Douglas Aircraft's policies and procedures relating to travel of employees are set forth in the company's Travel Manual and in executive bulletins. Among the policies and procedures which were in effect in 1952 and 1953 was a policy relating to employees working on testing projects at test centers away from Santa Monica. In the statement of that particular policy it is said that certain Government contracts require that testing be done at test centers located away from Santa Monica; that such contracts specifically include per diem and travel expense as a reasonable and necessary cost item approved by the Air Force and Navy Procurement agencies; that employees who are transferred to a test center are transported at company expense and paid a per diem rate; that employees are assigned to a test center by means of a travel order, form 29-179, which*61 specifies inter alia the amount of the per diem rate; that such travel orders "are never written for periods in excess of 90 days"; that the travel orders are reviewed by the company every 90 days; that although the initial travel order cannot authorize travel status and the payment of a per diem rate for longer than 90 days (3 months), it can be extended under a supplemental travel order for an additional 90 days; that specific policies and procedures are established to govern per diem rates and other conditions of assignments to Edwards Air Force Base, White Sands Proving Ground, and Point Mugu and Point Mugu had an established per diem rate of $7; and that in the case of assignments to Point Mugu and extended assignments to Edwards Air Force Base, special arrangements had been established for the extension of travel orders.
Under Douglas Aircraft's policy described above, Douglas classified, in 1952 and 1953, assignments of employees to Edwards Base (and to other test centers) as a "temporary assignment" regardless of the length of time it was expected the employee would work there and of the number of work extensions which were made of an initial, 90-day travel order, so that*62 if an employee worked continuously at Edwards Base for 1 or for 2 years the assignment continued to be classified as temporary. However, according to the Travel Manual, in 1955 Douglas Aircraft designated Edwards Base as a "permanent location," Location A8, and thereafter those employees who, because of their respective jobs, could be expected to remain at Edwards "for an indefinite period" were regarded as permanently assigned to Edwards Base, they were not classified as being on "travel status," and they did not receive any per diem payments.
Under the policy of Douglas set forth above, in instances where it was known at the time of making assignment of an employee to Edwards Base that he would be there for more than 3 months, his assignment was made for only 3 months under a travel order with the understanding that the travel order would be extended.
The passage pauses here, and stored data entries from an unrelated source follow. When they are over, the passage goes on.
//! Association requestor module
//!
//! The module provides an abstraction for establishing an association
//! with another DICOM node as the requesting application entity,
//! usually to take the role of a service class user (SCU).
//! See [`ClientAssociationOptions`] for details.

use bytes::BytesMut;
use snafu::{ensure, ResultExt};
use std::borrow::Cow;
use std::io::Write;
use std::net::{TcpStream, ToSocketAddrs};
use std::time::Duration;

use crate::config::{is_conformant_uid, is_valid_ae_title, NetworkOptions};
use crate::machine::Role;
use crate::negotiation::effective_max_pdu;
use crate::pdu::{
    AssociationRQ, Pdu, PresentationContextNegotiated, PresentationContextProposed,
    PresentationContextResultReason, RoleSelection, SopClassCommonExtendedNegotiation,
    UserIdentity, UserVariableItem, DEFAULT_MAX_PDU, PDU_HEADER_SIZE,
};
use crate::{IMPLEMENTATION_CLASS_UID, IMPLEMENTATION_VERSION_NAME};

use super::{
    read_pdu_from_wire, Association, AssociationSetup, ConfigureSocketSnafu, ConnectSnafu, Error,
    Result, SendPduSnafu, WireSendSnafu,
};

/// The default timeout for association negotiation and release.
pub const DEFAULT_ACSE_TIMEOUT: Duration = Duration::from_secs(30);

/// The default timeout guarding half-open transport connections.
pub const DEFAULT_NETWORK_TIMEOUT: Duration = Duration::from_secs(30);

/// A DICOM association builder for a requesting node.
/// The outcome of a successful negotiation is an [`Association`].
///
/// # Example
///
/// ```no_run
/// # use dicom_net::association::client::ClientAssociationOptions;
/// # fn run() -> Result<(), Box<dyn std::error::Error>> {
/// let mut association = ClientAssociationOptions::new()
///     .calling_ae_title("ECHO-SCU")
///     .with_abstract_syntax("1.2.840.10008.1.1")
///     .establish("127.0.0.1:11112")?;
/// let status = association.send_c_echo()?;
/// assert_eq!(status, 0x0000);
/// association.release()?;
/// # Ok(())
/// # }
/// ```
///
/// When no transfer syntax is specified,
/// each proposed presentation context admits
/// _Explicit VR Little Endian_ and _Implicit VR Little Endian_.
#[derive(Debug, Clone)]
pub struct ClientAssociationOptions {
    /// the calling AE title
    calling_ae_title: Cow<'static, str>,
    /// the called AE title
    called_ae_title: Cow<'static, str>,
    /// the requested application context name
    application_context_name: Cow<'static, str>,
    /// the fully specified presentation contexts to propose
    presentation_contexts: Vec<(Cow<'static, str>, Vec<Cow<'static, str>>)>,
    /// abstract syntaxes to propose with the common transfer syntax list
    abstract_syntax_uids: Vec<Cow<'static, str>>,
    /// the common list of transfer syntaxes
    transfer_syntax_uids: Vec<Cow<'static, str>>,
    /// SCP/SCU role selections to propose
    role_selections: Vec<RoleSelection>,
    /// SOP class extended negotiation items to propose
    extended_negotiations: Vec<(Cow<'static, str>, Vec<u8>)>,
    /// SOP class common extended negotiation items to propose
    common_extended_negotiations: Vec<SopClassCommonExtendedNegotiation>,
    /// the asynchronous operations window to propose
    async_operations_window: Option<(u16, u16)>,
    /// the user identity to assert
    user_identity: Option<UserIdentity>,
    /// the expected protocol version
    protocol_version: u16,
    /// the maximum PDU length this node is willing to receive
    max_pdu_length: u32,
    /// whether to receive PDUs in strict mode
    strict: bool,
    /// bounds association negotiation and release
    acse_timeout: Duration,
    /// bounds inter-PDU silence during a DIMSE exchange
    dimse_timeout: Option<Duration>,
    /// bounds transport connection establishment and half-open states
    network_timeout: Option<Duration>,
    /// process-wide service options snapshot
    network_options: NetworkOptions,
}
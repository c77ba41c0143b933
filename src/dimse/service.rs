//! DIMSE service operations over an association
//!
//! This module gives [`Association`] its service class user operations
//! (`send_c_echo`, `send_c_store`, `send_c_find`, `send_c_get`,
//! `send_c_move` and the normalized `send_n_*` family)
//! and the service class provider loop ([`Association::serve`]),
//! which dispatches inbound requests to a [`ServiceHandlers`] table.
//!
//! Messages are framed over P-DATA-TF PDUs within the peer's maximum
//! PDU length and reassembled on receipt;
//! requests and responses are correlated by message identifier.

use dicom_dictionary_std::tags;
use dicom_object::InMemDicomObject;
use snafu::{OptionExt, Snafu};

use crate::association::pdata::{fragment_message, AssembledPart, MessageAssembler};
use crate::association::Association;
use crate::config::is_conformant_uid;
use crate::pdu::{
    Pdu, PresentationContextNegotiated, PresentationContextResult,
    PresentationContextResultReason, PDV_HEADER_SIZE,
};
use crate::primitive::{AAssociate, AssociateResult, Indication, Mode};

use super::commands::{CommandSet, SubOperations};
use super::{is_pending, read_dataset, write_dataset, CommandField, DimseMessage, Priority};

/// Refused: SOP class not supported (PS3.7 Annex C.5.7).
const STATUS_SOP_CLASS_NOT_SUPPORTED: u16 = 0x0122;
/// The operation was cancelled on request.
const STATUS_CANCEL: u16 = 0xFE00;
/// Sub-operations complete, one or more failures.
const STATUS_SUBOPS_ONE_OR_MORE_FAILURES: u16 = 0xB000;

#[derive(Debug, Snafu)]
#[non_exhaustive]
pub enum Error {
    /// association failure during a DIMSE operation
    #[snafu(context(false))]
    Association {
        #[snafu(source(from(crate::association::Error, Box::new)))]
        source: Box<crate::association::Error>,
    },

    /// failed to build or interpret a DIMSE message
    #[snafu(context(false))]
    Message {
        #[snafu(source(from(super::Error, Box::new)))]
        source: Box<super::Error>,
    },

    /// failed to reassemble a DIMSE message from its fragments
    #[snafu(context(false))]
    Assembly {
        source: crate::association::pdata::Error,
    },

    #[snafu(display("no acceptable presentation context for `{}`", sop_class_uid))]
    NoAcceptableContext { sop_class_uid: String },

    #[snafu(display(
        "response refers to message {}, expected {}",
        got,
        expected
    ))]
    MismatchedResponse { expected: u16, got: u16 },

    #[snafu(display("unexpected {:?} message", command_field))]
    UnexpectedMessage { command_field: CommandField },

    /// the command declared a data set, but none arrived
    MissingDataSet,

    #[snafu(display("missing attribute `{}` in data set", name))]
    MissingAttribute { name: &'static str },

    /// a value failed validation before any wire traffic
    #[snafu(display("invalid value `{}` for {:?}", value, vr))]
    InvalidValue { vr: dicom_core::VR, value: String },

    /// a message arrived on a presentation context
    /// that was not accepted at negotiation
    #[snafu(display("message on unaccepted presentation context {}", context_id))]
    UnacceptedContext { context_id: u8 },

    /// the peer released the association during the operation
    PeerReleased,
}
The assignment of an employee to Edwards Base under a 3 months' travel order did not necessarily mean that the employee's assignment to the Base would be limited to 3 months. For as long as an employee of Douglas remained at Edwards, he was assigned there under a 90-day travel order, or a supplemental order or orders.
The use*63 of the 90-day travel orders by Douglas as the means of assigning employees to Edwards Base, the review thereof at the end of 90 days, and the extensions of initial travel orders by supplemental orders served administrative and accounting purposes, and in many instances represented a management control device.
In those instances where an employee who had been assigned to Edwards Base moved his family to a town near the Base and rented or purchased a family home there, such employee continued to be assigned to the Base under a 90-day travel order, his order remained outstanding, and he continued to receive a $7 per diem allowance.
Douglas Aircraft knew that some of its employees who worked at Edwards Base moved their family residences to Lancaster or Palmdale and that some purchased homes there, but nevertheless the travel orders and payments of the per diem allowance were continued. However, Douglas did not pay such employees' moving expenses.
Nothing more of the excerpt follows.